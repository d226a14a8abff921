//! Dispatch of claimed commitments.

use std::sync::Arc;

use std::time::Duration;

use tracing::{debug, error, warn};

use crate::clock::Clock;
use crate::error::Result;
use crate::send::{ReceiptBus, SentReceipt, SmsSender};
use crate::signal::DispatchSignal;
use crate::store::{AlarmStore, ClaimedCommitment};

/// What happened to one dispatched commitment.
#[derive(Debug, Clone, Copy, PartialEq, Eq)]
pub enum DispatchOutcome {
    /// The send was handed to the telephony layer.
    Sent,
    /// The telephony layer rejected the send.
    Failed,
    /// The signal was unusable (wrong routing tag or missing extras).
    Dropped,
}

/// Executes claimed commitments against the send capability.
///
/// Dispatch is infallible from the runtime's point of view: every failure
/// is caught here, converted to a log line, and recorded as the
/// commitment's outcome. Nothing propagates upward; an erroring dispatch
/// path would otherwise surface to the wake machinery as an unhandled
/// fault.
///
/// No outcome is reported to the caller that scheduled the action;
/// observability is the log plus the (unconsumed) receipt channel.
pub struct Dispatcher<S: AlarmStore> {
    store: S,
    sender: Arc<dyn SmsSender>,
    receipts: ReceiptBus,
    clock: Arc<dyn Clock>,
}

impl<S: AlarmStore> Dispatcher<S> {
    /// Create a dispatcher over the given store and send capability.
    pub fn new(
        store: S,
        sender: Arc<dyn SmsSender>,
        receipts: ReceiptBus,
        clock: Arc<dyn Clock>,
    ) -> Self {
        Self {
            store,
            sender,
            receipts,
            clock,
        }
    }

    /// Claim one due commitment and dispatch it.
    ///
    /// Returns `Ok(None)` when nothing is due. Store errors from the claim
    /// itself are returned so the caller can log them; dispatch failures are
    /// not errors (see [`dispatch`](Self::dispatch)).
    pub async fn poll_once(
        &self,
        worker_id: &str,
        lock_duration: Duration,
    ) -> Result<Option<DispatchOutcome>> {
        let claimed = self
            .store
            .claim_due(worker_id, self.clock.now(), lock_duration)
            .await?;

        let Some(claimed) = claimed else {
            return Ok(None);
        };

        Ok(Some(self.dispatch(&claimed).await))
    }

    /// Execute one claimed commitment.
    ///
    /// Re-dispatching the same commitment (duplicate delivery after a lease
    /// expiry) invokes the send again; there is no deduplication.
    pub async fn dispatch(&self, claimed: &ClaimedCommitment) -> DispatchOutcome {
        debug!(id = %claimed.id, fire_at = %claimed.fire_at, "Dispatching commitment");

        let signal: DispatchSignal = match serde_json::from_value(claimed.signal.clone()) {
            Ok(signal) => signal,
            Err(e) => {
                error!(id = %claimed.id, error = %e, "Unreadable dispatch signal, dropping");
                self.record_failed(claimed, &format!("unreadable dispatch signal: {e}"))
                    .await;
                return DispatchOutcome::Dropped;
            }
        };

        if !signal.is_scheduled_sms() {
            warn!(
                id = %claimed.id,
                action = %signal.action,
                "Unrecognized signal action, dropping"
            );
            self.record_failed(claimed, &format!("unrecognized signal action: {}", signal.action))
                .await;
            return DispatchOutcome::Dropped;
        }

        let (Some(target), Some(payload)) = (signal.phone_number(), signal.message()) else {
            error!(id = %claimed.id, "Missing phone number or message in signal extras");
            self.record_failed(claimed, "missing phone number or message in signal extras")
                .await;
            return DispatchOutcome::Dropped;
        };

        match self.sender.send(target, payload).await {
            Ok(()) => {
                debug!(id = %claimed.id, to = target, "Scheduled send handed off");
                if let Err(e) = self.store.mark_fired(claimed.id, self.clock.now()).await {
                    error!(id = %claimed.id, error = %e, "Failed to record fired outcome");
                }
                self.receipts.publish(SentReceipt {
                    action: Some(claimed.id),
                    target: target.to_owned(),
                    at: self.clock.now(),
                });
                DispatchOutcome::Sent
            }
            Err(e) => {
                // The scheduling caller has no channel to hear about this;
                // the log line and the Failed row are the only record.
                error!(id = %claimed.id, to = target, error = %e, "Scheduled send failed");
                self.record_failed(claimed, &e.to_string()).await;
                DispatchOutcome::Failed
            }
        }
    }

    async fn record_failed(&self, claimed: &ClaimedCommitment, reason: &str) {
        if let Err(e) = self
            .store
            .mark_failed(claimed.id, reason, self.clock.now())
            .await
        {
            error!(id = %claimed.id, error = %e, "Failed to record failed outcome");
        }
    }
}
- - - - - - -
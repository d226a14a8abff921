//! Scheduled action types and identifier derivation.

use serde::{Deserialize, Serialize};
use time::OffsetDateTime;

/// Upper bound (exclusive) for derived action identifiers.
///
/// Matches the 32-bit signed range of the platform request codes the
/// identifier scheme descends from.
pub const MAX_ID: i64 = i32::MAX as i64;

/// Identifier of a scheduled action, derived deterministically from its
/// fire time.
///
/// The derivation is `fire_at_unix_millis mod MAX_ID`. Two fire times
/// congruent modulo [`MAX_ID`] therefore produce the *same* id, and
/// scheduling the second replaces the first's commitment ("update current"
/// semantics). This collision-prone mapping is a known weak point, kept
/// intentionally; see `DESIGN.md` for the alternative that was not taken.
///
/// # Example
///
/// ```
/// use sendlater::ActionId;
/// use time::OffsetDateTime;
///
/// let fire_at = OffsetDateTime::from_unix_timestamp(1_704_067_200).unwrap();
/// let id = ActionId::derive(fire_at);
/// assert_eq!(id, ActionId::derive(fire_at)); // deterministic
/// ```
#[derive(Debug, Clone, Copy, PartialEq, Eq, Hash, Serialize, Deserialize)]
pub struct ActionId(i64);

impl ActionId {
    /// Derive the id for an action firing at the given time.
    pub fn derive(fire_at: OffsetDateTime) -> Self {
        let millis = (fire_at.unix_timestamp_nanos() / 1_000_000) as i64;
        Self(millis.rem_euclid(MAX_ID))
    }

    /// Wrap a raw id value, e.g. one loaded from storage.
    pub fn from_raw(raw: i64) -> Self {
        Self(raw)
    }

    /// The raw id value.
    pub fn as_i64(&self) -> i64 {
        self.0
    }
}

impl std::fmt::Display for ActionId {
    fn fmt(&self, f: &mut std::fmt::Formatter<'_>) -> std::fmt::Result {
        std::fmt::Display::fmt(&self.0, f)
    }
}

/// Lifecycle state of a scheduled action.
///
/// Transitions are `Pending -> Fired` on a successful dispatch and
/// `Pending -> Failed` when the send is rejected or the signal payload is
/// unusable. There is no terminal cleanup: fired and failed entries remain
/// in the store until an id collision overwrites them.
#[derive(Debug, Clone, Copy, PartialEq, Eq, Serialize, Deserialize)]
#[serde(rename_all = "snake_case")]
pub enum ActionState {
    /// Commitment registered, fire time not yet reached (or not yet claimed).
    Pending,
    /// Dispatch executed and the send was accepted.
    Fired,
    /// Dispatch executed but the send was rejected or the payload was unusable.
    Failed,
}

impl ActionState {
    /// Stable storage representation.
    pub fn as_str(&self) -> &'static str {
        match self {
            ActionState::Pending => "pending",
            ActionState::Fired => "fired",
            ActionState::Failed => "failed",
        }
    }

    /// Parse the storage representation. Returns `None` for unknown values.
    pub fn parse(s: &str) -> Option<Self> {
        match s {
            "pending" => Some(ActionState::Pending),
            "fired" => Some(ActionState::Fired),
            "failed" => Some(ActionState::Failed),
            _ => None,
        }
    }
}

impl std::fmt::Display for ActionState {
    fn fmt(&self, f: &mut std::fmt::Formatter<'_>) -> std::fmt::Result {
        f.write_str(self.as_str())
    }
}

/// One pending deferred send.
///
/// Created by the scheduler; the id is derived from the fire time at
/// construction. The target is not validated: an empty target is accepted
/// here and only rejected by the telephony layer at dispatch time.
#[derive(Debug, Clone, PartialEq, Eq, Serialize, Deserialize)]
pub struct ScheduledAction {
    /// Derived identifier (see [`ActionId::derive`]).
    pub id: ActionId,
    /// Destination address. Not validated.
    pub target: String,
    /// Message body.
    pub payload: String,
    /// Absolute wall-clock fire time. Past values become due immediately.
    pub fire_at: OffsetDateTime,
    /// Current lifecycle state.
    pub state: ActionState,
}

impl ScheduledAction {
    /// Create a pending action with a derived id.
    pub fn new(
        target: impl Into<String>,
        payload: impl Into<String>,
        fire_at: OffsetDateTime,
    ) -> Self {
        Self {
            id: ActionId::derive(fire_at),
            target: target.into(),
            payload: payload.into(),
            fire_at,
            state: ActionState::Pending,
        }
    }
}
- - - - - - -
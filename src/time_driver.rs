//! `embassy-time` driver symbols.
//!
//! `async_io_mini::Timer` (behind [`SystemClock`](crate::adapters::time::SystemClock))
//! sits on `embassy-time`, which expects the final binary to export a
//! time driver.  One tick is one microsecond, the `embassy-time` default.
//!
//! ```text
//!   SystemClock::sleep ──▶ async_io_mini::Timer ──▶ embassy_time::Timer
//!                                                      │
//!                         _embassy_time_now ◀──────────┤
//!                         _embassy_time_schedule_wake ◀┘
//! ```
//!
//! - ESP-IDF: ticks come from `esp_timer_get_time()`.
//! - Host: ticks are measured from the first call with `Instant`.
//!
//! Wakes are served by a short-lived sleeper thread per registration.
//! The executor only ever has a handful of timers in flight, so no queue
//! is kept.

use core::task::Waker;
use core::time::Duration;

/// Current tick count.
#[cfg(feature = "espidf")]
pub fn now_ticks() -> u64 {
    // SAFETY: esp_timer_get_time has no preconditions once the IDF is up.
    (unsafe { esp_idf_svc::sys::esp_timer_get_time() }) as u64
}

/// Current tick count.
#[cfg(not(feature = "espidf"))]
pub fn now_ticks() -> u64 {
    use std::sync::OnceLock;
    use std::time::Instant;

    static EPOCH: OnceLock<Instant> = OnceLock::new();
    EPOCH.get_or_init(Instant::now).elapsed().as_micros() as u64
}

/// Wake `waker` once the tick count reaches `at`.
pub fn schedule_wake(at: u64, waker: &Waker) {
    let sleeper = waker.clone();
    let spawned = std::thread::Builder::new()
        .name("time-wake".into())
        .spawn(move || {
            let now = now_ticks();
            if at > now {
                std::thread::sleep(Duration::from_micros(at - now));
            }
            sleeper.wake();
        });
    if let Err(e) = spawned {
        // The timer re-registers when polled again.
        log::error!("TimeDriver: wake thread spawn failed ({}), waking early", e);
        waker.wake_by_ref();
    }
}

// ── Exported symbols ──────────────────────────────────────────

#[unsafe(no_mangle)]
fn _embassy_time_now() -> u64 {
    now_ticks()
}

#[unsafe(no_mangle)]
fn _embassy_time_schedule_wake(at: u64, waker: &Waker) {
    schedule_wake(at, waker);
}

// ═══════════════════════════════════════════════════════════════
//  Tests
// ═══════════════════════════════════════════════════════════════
- - - - - - -
## Problem to solve
Search the listing for "AlarmStore" and show every line where it occurs.

## Solution below
use crate::store::{AlarmStore, ClaimedCommitment};
pub struct Dispatcher<S: AlarmStore> {
impl<S: AlarmStore> Dispatcher<S> {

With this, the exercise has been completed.